- _The problem_
Pull every line from the records that has the word "shared" in it.

- _Information_
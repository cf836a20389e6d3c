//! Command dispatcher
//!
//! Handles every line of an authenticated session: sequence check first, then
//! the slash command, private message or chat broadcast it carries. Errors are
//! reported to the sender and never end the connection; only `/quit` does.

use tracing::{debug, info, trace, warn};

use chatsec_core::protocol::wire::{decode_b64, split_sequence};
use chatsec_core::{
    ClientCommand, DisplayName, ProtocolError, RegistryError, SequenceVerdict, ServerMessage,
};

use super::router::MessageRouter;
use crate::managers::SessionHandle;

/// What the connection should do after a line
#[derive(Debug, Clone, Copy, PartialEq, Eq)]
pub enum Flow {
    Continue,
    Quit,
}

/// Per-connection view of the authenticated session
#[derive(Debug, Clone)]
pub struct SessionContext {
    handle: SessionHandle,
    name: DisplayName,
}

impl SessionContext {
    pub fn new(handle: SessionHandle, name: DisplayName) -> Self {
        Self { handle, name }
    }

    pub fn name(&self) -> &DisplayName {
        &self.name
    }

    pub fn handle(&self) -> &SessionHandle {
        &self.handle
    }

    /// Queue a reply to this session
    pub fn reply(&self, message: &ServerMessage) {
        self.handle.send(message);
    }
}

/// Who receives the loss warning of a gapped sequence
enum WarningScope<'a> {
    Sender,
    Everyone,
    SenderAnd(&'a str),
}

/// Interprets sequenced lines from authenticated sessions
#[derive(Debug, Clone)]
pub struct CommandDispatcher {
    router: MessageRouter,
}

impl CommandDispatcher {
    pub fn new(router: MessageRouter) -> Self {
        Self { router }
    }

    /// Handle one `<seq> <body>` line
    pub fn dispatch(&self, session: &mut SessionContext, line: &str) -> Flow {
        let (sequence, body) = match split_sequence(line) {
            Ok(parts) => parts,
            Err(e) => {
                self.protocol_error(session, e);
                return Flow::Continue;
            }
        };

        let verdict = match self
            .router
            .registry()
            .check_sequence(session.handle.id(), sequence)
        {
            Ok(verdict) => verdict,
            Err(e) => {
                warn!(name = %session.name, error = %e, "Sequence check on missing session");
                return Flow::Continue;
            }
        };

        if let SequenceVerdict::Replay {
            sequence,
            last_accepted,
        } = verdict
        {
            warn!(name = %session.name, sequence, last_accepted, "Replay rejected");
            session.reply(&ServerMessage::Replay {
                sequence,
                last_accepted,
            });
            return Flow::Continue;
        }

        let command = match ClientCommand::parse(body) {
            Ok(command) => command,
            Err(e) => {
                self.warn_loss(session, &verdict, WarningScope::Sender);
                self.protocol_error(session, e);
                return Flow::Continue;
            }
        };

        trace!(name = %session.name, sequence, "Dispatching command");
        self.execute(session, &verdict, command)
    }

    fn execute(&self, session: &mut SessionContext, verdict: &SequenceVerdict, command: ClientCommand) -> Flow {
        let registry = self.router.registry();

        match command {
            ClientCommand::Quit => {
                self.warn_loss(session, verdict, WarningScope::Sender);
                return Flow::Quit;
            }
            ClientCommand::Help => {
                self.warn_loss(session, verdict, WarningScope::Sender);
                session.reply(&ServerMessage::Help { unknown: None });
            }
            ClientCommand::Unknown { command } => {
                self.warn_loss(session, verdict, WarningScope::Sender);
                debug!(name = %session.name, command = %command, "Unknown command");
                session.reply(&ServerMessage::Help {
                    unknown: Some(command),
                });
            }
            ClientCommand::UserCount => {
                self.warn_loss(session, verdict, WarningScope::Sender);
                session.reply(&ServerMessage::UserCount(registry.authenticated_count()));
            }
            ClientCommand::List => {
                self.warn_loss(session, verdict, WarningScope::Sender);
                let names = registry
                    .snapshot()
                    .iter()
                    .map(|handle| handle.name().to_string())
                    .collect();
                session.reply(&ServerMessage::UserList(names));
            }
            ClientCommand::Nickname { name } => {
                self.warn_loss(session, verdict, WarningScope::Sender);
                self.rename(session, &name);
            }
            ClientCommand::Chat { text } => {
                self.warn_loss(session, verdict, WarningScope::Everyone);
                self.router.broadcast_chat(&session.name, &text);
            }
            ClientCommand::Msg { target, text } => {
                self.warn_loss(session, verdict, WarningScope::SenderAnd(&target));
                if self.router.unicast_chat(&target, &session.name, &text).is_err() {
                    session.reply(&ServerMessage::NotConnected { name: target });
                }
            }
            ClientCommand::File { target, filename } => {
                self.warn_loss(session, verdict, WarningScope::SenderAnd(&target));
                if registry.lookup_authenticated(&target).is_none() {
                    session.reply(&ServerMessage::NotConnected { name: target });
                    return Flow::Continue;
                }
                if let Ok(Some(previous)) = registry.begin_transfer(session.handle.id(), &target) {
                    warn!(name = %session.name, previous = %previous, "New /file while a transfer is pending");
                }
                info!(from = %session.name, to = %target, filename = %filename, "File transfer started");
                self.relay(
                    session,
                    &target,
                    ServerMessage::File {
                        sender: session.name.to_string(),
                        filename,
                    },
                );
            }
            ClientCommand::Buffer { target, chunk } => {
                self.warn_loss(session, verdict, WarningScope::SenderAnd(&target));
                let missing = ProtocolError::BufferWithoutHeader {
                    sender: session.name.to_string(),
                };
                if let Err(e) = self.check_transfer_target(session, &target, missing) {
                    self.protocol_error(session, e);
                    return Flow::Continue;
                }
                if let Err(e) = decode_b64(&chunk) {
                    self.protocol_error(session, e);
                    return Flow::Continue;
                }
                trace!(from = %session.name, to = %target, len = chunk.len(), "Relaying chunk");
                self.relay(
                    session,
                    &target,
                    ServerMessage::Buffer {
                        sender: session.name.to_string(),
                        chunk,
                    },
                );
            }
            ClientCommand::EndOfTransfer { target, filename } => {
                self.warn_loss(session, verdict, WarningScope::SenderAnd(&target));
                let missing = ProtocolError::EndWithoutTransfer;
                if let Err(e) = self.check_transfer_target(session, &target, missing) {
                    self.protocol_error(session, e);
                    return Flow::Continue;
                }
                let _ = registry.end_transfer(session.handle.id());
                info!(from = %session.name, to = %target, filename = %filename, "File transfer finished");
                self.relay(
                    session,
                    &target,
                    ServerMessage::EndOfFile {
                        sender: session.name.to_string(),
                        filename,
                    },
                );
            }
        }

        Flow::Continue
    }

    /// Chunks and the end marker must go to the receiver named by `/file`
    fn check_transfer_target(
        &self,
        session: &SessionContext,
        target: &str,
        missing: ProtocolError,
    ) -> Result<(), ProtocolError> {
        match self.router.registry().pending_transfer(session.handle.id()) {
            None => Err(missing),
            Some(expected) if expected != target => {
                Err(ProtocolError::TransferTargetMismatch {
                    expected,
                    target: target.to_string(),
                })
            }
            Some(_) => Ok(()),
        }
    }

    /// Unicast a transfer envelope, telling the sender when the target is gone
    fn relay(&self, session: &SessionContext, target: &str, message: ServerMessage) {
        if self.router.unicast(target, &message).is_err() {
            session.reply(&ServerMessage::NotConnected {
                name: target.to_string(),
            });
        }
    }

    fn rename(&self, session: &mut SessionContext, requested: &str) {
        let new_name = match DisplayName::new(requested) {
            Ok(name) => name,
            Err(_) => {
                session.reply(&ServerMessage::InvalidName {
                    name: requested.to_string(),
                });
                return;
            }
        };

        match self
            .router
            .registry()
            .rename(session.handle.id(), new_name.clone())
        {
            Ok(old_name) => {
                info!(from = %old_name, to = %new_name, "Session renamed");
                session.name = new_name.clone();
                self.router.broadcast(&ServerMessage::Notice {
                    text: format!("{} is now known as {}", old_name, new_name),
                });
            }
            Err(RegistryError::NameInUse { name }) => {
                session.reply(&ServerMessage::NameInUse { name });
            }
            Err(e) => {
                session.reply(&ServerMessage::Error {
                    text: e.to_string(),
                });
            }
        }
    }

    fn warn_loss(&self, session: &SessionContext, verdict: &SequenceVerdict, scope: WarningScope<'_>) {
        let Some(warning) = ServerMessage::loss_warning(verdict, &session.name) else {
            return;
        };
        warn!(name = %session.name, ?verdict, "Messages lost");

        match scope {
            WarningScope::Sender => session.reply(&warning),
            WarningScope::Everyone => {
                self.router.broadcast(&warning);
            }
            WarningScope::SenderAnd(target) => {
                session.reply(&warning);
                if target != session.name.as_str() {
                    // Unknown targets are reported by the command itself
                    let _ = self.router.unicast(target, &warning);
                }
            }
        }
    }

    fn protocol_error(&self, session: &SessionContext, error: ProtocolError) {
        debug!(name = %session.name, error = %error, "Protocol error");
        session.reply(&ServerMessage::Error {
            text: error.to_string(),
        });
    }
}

---

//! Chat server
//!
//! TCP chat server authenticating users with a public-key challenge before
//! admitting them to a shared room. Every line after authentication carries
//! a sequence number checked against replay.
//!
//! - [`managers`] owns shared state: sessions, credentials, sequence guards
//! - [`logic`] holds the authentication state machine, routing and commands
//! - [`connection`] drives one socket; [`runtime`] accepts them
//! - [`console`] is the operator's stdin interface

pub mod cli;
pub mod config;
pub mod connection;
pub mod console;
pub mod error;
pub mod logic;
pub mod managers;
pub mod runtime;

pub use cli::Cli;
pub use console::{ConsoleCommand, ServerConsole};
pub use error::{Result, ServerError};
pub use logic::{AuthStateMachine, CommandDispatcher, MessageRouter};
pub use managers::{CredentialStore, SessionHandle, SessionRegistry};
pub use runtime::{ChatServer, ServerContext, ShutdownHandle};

- _Solved problem_
//! admitting them to a shared room. Every line after authentication carries
//! - [`managers`] owns shared state: sessions, credentials, sequence guards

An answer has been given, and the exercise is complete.